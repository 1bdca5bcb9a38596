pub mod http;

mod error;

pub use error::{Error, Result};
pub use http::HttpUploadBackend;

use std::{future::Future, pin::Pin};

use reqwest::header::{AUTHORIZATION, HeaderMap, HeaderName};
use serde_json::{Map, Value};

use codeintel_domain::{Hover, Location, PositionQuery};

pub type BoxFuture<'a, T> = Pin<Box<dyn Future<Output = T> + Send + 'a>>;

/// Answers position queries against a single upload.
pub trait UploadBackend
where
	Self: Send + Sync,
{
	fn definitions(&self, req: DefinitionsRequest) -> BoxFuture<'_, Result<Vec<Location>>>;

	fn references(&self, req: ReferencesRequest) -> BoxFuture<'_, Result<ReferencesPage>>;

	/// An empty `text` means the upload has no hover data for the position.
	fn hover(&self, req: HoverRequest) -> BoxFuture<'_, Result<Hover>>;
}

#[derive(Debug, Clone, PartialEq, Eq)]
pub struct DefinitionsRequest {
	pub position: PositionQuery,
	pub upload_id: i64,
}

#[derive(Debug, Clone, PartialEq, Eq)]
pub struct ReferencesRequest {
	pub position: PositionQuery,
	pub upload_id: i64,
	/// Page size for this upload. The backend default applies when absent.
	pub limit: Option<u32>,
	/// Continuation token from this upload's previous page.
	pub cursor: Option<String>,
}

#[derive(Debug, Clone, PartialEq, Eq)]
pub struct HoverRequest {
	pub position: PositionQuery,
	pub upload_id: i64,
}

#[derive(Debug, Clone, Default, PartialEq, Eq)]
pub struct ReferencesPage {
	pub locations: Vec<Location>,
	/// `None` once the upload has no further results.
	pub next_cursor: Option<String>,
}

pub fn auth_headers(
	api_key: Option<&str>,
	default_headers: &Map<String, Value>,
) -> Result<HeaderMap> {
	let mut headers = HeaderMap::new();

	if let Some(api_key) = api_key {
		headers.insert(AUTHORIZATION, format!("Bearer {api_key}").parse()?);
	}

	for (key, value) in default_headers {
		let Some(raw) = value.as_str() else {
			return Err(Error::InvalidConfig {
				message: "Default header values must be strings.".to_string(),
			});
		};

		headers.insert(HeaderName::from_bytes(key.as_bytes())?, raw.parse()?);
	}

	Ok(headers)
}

###

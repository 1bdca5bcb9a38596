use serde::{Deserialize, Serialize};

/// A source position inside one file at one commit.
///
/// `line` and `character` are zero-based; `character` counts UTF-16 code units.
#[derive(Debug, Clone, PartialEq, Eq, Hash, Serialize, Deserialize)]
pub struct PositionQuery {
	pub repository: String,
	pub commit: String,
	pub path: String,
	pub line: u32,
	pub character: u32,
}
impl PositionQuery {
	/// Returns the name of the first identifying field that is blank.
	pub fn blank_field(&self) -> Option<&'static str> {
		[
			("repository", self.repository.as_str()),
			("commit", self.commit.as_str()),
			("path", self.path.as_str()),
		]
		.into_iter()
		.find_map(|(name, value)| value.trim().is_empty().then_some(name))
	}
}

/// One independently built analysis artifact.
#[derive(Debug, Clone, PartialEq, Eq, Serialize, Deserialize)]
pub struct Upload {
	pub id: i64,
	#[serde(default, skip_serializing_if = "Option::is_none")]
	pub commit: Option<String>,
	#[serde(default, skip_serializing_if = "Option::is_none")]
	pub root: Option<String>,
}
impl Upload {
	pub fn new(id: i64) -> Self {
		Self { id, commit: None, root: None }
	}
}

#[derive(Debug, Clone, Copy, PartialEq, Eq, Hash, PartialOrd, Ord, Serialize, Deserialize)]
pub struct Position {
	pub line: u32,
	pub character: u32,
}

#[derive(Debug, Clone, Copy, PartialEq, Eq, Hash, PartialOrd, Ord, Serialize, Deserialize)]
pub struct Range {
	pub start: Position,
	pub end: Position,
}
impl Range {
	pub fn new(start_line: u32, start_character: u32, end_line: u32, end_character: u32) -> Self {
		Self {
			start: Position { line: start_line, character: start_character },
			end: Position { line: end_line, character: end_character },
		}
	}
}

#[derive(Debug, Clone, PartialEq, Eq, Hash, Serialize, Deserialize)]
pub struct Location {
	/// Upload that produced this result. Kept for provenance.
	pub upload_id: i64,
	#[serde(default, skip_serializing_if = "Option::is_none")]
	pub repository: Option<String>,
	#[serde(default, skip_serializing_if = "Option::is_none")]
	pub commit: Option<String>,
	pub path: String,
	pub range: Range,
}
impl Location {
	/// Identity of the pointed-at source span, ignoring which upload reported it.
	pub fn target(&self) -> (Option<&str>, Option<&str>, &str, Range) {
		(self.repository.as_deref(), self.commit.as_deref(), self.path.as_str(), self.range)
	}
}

###

== Problem description ==
What lines in the records contain the word "ReferencesRequest"? Return each one.

== Exercise response ==
	fn references(&self, req: ReferencesRequest) -> BoxFuture<'_, Result<ReferencesPage>>;
pub struct ReferencesRequest {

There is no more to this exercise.